What is expected:
Gather all lines in the records below that include the word "domain".

(Stored items)
···
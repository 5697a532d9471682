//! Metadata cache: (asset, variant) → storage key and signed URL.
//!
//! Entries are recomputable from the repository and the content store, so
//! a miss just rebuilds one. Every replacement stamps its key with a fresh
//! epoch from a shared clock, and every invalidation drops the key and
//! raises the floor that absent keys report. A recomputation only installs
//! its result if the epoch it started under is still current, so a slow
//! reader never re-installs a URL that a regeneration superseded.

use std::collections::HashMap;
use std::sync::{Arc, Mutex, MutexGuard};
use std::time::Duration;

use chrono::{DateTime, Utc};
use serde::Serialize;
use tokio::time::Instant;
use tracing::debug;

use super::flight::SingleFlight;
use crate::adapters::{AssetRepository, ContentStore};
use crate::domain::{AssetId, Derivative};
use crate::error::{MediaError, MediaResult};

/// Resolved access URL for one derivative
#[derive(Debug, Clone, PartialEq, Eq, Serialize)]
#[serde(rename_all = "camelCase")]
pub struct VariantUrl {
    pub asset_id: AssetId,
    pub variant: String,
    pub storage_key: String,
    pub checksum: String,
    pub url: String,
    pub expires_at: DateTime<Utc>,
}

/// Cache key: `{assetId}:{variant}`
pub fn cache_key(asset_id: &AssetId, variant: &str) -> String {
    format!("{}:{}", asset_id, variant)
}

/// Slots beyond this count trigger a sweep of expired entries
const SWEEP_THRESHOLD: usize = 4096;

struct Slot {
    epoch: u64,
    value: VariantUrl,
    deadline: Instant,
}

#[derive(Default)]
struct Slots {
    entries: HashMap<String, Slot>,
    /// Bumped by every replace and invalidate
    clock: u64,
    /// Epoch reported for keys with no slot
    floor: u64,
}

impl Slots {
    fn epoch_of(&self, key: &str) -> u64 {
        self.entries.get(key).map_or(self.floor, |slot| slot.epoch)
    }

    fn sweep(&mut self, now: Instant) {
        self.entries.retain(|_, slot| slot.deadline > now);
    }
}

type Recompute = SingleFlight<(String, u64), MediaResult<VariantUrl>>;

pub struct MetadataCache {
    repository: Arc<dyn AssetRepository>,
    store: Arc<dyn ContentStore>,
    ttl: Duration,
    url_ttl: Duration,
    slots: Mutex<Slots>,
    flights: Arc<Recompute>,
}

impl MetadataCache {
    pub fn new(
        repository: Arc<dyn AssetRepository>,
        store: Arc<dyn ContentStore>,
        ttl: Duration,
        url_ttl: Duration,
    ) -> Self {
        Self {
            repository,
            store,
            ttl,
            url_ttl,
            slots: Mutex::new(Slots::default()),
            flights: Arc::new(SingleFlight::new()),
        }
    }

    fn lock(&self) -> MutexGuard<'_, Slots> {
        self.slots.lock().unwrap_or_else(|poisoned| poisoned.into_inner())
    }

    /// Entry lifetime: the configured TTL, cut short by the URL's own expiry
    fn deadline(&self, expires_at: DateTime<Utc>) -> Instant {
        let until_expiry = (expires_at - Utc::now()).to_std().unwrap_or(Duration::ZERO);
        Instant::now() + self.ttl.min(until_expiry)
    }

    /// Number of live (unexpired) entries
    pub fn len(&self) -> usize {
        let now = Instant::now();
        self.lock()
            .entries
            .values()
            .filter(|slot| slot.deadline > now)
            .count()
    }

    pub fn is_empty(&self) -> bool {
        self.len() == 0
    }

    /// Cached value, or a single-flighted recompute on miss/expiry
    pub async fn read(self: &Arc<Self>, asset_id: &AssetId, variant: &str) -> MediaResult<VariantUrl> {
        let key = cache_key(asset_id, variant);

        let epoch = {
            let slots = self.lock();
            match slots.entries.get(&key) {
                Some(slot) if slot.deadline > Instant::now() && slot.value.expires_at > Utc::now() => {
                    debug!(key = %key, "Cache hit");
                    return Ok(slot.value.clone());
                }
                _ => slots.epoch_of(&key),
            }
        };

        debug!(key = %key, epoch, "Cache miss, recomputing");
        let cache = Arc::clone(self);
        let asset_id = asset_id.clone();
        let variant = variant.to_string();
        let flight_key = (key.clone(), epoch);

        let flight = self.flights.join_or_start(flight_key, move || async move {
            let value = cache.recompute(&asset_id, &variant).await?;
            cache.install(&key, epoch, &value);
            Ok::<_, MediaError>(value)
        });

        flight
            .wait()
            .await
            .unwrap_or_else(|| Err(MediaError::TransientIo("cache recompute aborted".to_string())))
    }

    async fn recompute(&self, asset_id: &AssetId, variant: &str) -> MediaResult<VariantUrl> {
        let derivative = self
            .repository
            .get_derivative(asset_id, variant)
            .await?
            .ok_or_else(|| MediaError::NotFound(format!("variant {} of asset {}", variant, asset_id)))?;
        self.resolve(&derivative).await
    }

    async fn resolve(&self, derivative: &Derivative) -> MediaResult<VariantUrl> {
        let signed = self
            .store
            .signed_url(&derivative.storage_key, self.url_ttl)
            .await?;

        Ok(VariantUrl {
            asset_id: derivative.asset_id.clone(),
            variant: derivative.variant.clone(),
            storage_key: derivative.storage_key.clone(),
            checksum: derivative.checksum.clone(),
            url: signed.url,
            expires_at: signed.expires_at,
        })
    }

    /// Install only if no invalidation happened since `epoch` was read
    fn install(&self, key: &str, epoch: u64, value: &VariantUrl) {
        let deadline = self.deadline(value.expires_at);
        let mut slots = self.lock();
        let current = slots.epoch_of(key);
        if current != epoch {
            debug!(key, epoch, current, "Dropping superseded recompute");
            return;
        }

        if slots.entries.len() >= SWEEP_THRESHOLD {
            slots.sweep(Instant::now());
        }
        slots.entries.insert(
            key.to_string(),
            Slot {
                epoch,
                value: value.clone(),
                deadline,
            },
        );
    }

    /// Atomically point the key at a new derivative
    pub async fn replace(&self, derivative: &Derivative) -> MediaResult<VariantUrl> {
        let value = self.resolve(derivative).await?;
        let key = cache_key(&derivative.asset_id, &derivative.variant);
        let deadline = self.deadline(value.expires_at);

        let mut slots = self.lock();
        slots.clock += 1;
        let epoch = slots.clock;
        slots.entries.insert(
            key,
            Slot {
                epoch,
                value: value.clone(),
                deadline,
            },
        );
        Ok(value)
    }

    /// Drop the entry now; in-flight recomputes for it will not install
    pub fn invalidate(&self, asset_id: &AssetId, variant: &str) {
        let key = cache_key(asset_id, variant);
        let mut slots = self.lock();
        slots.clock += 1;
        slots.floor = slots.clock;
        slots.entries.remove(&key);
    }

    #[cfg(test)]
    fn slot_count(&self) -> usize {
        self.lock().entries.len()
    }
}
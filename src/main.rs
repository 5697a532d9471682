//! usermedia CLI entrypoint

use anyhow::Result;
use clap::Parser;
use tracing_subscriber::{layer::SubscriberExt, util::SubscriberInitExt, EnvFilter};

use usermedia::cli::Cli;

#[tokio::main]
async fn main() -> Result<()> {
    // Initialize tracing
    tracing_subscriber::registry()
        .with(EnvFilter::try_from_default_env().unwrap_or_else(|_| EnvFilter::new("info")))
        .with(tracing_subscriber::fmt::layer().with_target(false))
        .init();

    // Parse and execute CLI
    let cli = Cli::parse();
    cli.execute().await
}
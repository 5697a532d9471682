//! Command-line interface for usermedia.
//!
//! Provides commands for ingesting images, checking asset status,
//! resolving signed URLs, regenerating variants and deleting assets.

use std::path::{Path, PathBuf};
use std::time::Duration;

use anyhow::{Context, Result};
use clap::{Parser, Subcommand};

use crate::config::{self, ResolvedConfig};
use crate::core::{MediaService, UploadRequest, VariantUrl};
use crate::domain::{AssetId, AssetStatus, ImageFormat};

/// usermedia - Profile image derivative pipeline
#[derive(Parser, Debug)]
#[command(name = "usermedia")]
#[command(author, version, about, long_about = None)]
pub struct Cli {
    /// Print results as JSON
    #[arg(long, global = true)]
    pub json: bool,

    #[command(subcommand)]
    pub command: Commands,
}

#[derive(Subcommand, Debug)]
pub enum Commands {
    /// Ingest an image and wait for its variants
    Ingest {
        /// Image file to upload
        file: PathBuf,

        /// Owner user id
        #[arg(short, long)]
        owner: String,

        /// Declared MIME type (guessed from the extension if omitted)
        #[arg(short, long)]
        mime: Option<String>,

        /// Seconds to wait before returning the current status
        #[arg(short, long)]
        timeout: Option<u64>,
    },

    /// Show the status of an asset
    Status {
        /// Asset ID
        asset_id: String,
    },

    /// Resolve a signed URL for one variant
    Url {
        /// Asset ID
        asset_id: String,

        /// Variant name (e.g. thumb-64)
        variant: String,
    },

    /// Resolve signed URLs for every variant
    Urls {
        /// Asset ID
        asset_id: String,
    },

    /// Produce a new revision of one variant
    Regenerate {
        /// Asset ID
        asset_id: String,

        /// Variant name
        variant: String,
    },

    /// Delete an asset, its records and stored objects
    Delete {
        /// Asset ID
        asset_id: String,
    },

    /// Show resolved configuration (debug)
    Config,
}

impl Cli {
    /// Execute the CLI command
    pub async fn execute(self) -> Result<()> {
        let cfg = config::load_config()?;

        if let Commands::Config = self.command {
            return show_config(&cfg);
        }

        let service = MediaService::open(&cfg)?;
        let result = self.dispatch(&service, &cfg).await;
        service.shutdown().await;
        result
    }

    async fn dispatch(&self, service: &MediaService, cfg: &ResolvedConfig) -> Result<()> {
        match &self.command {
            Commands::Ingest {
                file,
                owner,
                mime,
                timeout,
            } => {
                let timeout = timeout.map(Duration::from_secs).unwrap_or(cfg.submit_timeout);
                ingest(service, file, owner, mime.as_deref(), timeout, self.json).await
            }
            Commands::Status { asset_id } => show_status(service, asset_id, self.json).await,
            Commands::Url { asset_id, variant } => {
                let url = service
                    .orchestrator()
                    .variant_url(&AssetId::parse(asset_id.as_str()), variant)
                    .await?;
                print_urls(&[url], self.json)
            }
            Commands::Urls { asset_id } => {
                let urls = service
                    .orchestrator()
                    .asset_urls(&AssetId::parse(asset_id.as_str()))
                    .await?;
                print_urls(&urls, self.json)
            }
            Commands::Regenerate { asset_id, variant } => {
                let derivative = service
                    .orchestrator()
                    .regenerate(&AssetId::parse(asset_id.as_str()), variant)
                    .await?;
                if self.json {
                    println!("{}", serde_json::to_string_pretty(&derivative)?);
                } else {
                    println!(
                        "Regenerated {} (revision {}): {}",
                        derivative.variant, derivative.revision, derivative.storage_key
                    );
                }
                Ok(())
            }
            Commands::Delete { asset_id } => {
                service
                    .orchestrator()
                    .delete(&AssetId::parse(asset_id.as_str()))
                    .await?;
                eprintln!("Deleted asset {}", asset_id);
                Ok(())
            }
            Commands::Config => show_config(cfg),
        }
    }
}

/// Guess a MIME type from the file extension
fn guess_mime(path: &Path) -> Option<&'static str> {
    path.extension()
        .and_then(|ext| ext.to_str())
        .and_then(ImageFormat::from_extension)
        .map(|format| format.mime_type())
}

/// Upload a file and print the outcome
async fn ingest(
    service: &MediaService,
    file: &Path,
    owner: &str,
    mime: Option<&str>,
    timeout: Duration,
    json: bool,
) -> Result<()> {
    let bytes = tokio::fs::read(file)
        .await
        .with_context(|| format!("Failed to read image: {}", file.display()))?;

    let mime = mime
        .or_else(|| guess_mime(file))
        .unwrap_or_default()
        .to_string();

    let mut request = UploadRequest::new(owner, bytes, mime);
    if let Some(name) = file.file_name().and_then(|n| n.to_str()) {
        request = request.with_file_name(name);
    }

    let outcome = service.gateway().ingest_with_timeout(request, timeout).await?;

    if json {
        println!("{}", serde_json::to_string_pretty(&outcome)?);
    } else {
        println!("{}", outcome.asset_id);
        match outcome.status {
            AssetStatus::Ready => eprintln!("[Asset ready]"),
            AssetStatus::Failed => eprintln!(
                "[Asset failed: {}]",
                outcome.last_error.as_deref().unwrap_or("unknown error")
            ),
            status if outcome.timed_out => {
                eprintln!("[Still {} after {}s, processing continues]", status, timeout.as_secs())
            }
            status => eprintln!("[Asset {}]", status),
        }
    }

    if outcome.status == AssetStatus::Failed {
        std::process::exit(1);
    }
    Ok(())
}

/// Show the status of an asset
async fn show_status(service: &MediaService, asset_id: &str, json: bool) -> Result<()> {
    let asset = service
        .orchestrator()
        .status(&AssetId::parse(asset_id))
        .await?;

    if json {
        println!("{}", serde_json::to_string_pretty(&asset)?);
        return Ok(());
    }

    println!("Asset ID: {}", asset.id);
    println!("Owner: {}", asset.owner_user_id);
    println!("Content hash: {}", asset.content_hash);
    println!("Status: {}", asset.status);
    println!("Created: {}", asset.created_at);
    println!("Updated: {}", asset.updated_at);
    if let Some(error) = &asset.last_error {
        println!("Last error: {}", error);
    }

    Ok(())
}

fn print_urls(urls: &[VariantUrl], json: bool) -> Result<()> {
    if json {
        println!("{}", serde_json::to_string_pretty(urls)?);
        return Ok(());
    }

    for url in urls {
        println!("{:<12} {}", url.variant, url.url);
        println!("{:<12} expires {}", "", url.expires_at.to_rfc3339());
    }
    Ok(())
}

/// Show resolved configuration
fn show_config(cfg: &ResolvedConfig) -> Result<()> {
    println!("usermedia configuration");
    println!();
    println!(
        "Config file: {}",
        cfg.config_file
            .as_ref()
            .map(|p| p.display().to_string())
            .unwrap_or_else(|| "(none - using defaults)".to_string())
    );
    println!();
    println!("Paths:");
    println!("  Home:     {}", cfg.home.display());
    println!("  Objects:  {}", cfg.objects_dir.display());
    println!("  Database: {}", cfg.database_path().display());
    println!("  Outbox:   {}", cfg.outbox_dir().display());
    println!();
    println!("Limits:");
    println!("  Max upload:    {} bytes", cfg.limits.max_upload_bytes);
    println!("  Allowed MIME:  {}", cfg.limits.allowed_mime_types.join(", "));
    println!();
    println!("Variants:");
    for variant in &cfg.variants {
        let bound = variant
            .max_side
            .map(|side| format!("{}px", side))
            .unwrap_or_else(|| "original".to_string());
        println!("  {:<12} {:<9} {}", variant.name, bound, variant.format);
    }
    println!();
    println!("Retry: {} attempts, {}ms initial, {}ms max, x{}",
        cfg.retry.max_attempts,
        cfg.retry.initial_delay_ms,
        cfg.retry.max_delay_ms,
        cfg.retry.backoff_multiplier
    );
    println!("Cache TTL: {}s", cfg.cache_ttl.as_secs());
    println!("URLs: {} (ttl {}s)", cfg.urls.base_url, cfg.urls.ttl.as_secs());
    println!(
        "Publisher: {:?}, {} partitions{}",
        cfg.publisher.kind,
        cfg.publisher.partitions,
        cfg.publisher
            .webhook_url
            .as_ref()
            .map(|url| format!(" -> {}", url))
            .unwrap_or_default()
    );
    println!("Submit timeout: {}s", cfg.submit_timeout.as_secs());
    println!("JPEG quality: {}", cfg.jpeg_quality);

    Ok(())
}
···
Response to the exercise:
use crate::domain::{AssetId, Derivative};
use crate::domain::{AssetId, AssetStatus, ImageFormat};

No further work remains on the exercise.